MATERIALS PROVIDED:
———

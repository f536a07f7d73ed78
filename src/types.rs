//! Core data model for the `snd` table format.
//!
//! An `snd` file is UTF-8 text with one [`Record`] per line and fields separated by a single tab.
//! The first field is the row identifier; the rest are numeric values. A record whose identifier
//! starts with `#` is a header/comment row.

use crate::error::{SndError, SndResult};

/// Field separator of the `snd` format.
pub const FIELD_SEPARATOR: char = '\t';

/// Prefix marking a header/comment row.
pub const HEADER_PREFIX: char = '#';

/// One line of an `snd` table.
#[derive(Debug, Clone, PartialEq, Eq)]
pub struct Record {
    /// 1-based line number in the source stream (0 when built in memory).
    pub line: u64,
    /// Ordered fields; `fields[0]` is the identifier.
    pub fields: Vec<String>,
}

impl Record {
    /// Create a record from already split fields.
    pub fn new(fields: Vec<String>) -> Self {
        Self { line: 0, fields }
    }

    /// Split a raw line on tabs.
    pub fn from_line(line: &str) -> Self {
        Self::new(line.split(FIELD_SEPARATOR).map(str::to_owned).collect())
    }

    /// Attach the source line number, used in error messages.
    pub fn with_line(mut self, line: u64) -> Self {
        self.line = line;
        self
    }

    /// The row identifier (empty for an empty record).
    pub fn identifier(&self) -> &str {
        self.fields.first().map(String::as_str).unwrap_or("")
    }

    /// Whether this is a header/comment row.
    pub fn is_header(&self) -> bool {
        self.identifier().starts_with(HEADER_PREFIX)
    }

    /// The fields after the identifier.
    pub fn values(&self) -> &[String] {
        self.fields.get(1..).unwrap_or(&[])
    }

    /// Parse every value field as a number.
    pub fn numeric_values(&self) -> SndResult<Vec<f64>> {
        self.values()
            .iter()
            .enumerate()
            .map(|(i, raw)| parse_value(raw, self.line, i + 1))
            .collect()
    }

    /// Number of fields including the identifier.
    pub fn field_count(&self) -> usize {
        self.fields.len()
    }

    /// Re-join the fields into one tab-separated line (without terminator).
    pub fn to_line(&self) -> String {
        self.fields.join("\t")
    }
}

/// Parse one numeric field.
///
/// The literal `0` is exact zero and never goes through float parsing. Surrounding whitespace
/// is ignored. `NaN` is rejected so it can never leak into rank arithmetic.
pub fn parse_value(raw: &str, line: u64, column: usize) -> SndResult<f64> {
    if raw == "0" {
        return Ok(0.0);
    }
    let parse_error = |message: String| SndError::ParseError {
        line,
        column,
        raw: raw.to_owned(),
        message,
    };
    let value = raw.trim().parse::<f64>().map_err(|e| parse_error(e.to_string()))?;
    if value.is_nan() {
        return Err(parse_error("value is not a number".to_string()));
    }
    Ok(value)
}

/// Format a number with exactly six fraction digits.
pub fn format_fixed6(value: f64) -> String {
    format!("{value:.6}")
}

#[cfg(test)]
mod tests {
    use super::*;

    #[test]
    fn header_detection_uses_identifier_prefix() {
        assert!(Record::from_line("#\tA\tB").is_header());
        assert!(Record::from_line("#sample\t1").is_header());
        assert!(!Record::from_line("id\t#1").is_header());
        assert!(!Record::from_line("").is_header());
    }

    #[test]
    fn values_skip_identifier() {
        let r = Record::from_line("id\t1\t2.5");
        assert_eq!(r.identifier(), "id");
        assert_eq!(r.values(), &["1".to_string(), "2.5".to_string()]);
        assert_eq!(r.numeric_values().unwrap(), vec![1.0, 2.5]);
        assert_eq!(r.field_count(), 3);
    }

    #[test]
    fn identifier_only_record_has_no_values() {
        let r = Record::from_line("id");
        assert!(r.values().is_empty());
        assert!(r.numeric_values().unwrap().is_empty());
    }

    #[test]
    fn parse_value_accepts_literal_zero_and_decimals() {
        assert_eq!(parse_value("0", 1, 1).unwrap(), 0.0);
        assert_eq!(parse_value("-0.25", 1, 1).unwrap(), -0.25);
        assert_eq!(parse_value("1e3", 1, 1).unwrap(), 1000.0);
        assert_eq!(parse_value(" 7 ", 1, 1).unwrap(), 7.0);
    }

    #[test]
    fn parse_value_rejects_garbage_and_nan() {
        let err = parse_value("abc", 4, 2).unwrap_err();
        let msg = err.to_string();
        assert!(msg.contains("line 4 column 2"));
        assert!(msg.contains("raw='abc'"));

        assert!(parse_value("NaN", 1, 1).is_err());
        assert!(parse_value("", 1, 1).is_err());
    }

    #[test]
    fn format_fixed6_pads_fraction() {
        assert_eq!(format_fixed6(0.5), "0.500000");
        assert_eq!(format_fixed6(9.0), "9.000000");
        assert_eq!(format_fixed6(1.0 / 3.0), "0.333333");
    }
}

———

WHAT IS REQUIRED: The records must be given again in full, exactly as shown.

SOLUTION TO THE PROBLEM:
repository f536a07f7d73ed78
filename src/types.rs
//! Core data model for the `snd` table format.
//!
//! An `snd` file is UTF-8 text with one [`Record`] per line and fields separated by a single tab.
//! The first field is the row identifier; the rest are numeric values. A record whose identifier
//! starts with `#` is a header/comment row.

use crate::error::{SndError, SndResult};

/// Field separator of the `snd` format.
pub const FIELD_SEPARATOR: char = '\t';

/// Prefix marking a header/comment row.
pub const HEADER_PREFIX: char = '#';

/// One line of an `snd` table.
#[derive(Debug, Clone, PartialEq, Eq)]
pub struct Record {
    /// 1-based line number in the source stream (0 when built in memory).
    pub line: u64,
    /// Ordered fields; `fields[0]` is the identifier.
    pub fields: Vec<String>,
}

impl Record {
    /// Create a record from already split fields.
    pub fn new(fields: Vec<String>) -> Self {
        Self { line: 0, fields }
    }

    /// Split a raw line on tabs.
    pub fn from_line(line: &str) -> Self {
        Self::new(line.split(FIELD_SEPARATOR).map(str::to_owned).collect())
    }

    /// Attach the source line number, used in error messages.
    pub fn with_line(mut self, line: u64) -> Self {
        self.line = line;
        self
    }

    /// The row identifier (empty for an empty record).
    pub fn identifier(&self) -> &str {
        self.fields.first().map(String::as_str).unwrap_or("")
    }

    /// Whether this is a header/comment row.
    pub fn is_header(&self) -> bool {
        self.identifier().starts_with(HEADER_PREFIX)
    }

    /// The fields after the identifier.
    pub fn values(&self) -> &[String] {
        self.fields.get(1..).unwrap_or(&[])
    }

    /// Parse every value field as a number.
    pub fn numeric_values(&self) -> SndResult<Vec<f64>> {
        self.values()
            .iter()
            .enumerate()
            .map(|(i, raw)| parse_value(raw, self.line, i + 1))
            .collect()
    }

    /// Number of fields including the identifier.
    pub fn field_count(&self) -> usize {
        self.fields.len()
    }

    /// Re-join the fields into one tab-separated line (without terminator).
    pub fn to_line(&self) -> String {
        self.fields.join("\t")
    }
}

/// Parse one numeric field.
///
/// The literal `0` is exact zero and never goes through float parsing. Surrounding whitespace
/// is ignored. `NaN` is rejected so it can never leak into rank arithmetic.
pub fn parse_value(raw: &str, line: u64, column: usize) -> SndResult<f64> {
    if raw == "0" {
        return Ok(0.0);
    }
    let parse_error = |message: String| SndError::ParseError {
        line,
        column,
        raw: raw.to_owned(),
        message,
    };
    let value = raw.trim().parse::<f64>().map_err(|e| parse_error(e.to_string()))?;
    if value.is_nan() {
        return Err(parse_error("value is not a number".to_string()));
    }
    Ok(value)
}

/// Format a number with exactly six fraction digits.
pub fn format_fixed6(value: f64) -> String {
    format!("{value:.6}")
}

#[cfg(test)]
mod tests {
    use super::*;

    #[test]
    fn header_detection_uses_identifier_prefix() {
        assert!(Record::from_line("#\tA\tB").is_header());
        assert!(Record::from_line("#sample\t1").is_header());
        assert!(!Record::from_line("id\t#1").is_header());
        assert!(!Record::from_line("").is_header());
    }

    #[test]
    fn values_skip_identifier() {
        let r = Record::from_line("id\t1\t2.5");
        assert_eq!(r.identifier(), "id");
        assert_eq!(r.values(), &["1".to_string(), "2.5".to_string()]);
        assert_eq!(r.numeric_values().unwrap(), vec![1.0, 2.5]);
        assert_eq!(r.field_count(), 3);
    }

    #[test]
    fn identifier_only_record_has_no_values() {
        let r = Record::from_line("id");
        assert!(r.values().is_empty());
        assert!(r.numeric_values().unwrap().is_empty());
    }

    #[test]
    fn parse_value_accepts_literal_zero_and_decimals() {
        assert_eq!(parse_value("0", 1, 1).unwrap(), 0.0);
        assert_eq!(parse_value("-0.25", 1, 1).unwrap(), -0.25);
        assert_eq!(parse_value("1e3", 1, 1).unwrap(), 1000.0);
        assert_eq!(parse_value(" 7 ", 1, 1).unwrap(), 7.0);
    }

    #[test]
    fn parse_value_rejects_garbage_and_nan() {
        let err = parse_value("abc", 4, 2).unwrap_err();
        let msg = err.to_string();
        assert!(msg.contains("line 4 column 2"));
        assert!(msg.contains("raw='abc'"));

        assert!(parse_value("NaN", 1, 1).is_err());
        assert!(parse_value("", 1, 1).is_err());
    }

    #[test]
    fn format_fixed6_pads_fraction() {
        assert_eq!(format_fixed6(0.5), "0.500000");
        assert_eq!(format_fixed6(9.0), "9.000000");
        assert_eq!(format_fixed6(1.0 / 3.0), "0.333333");
    }
}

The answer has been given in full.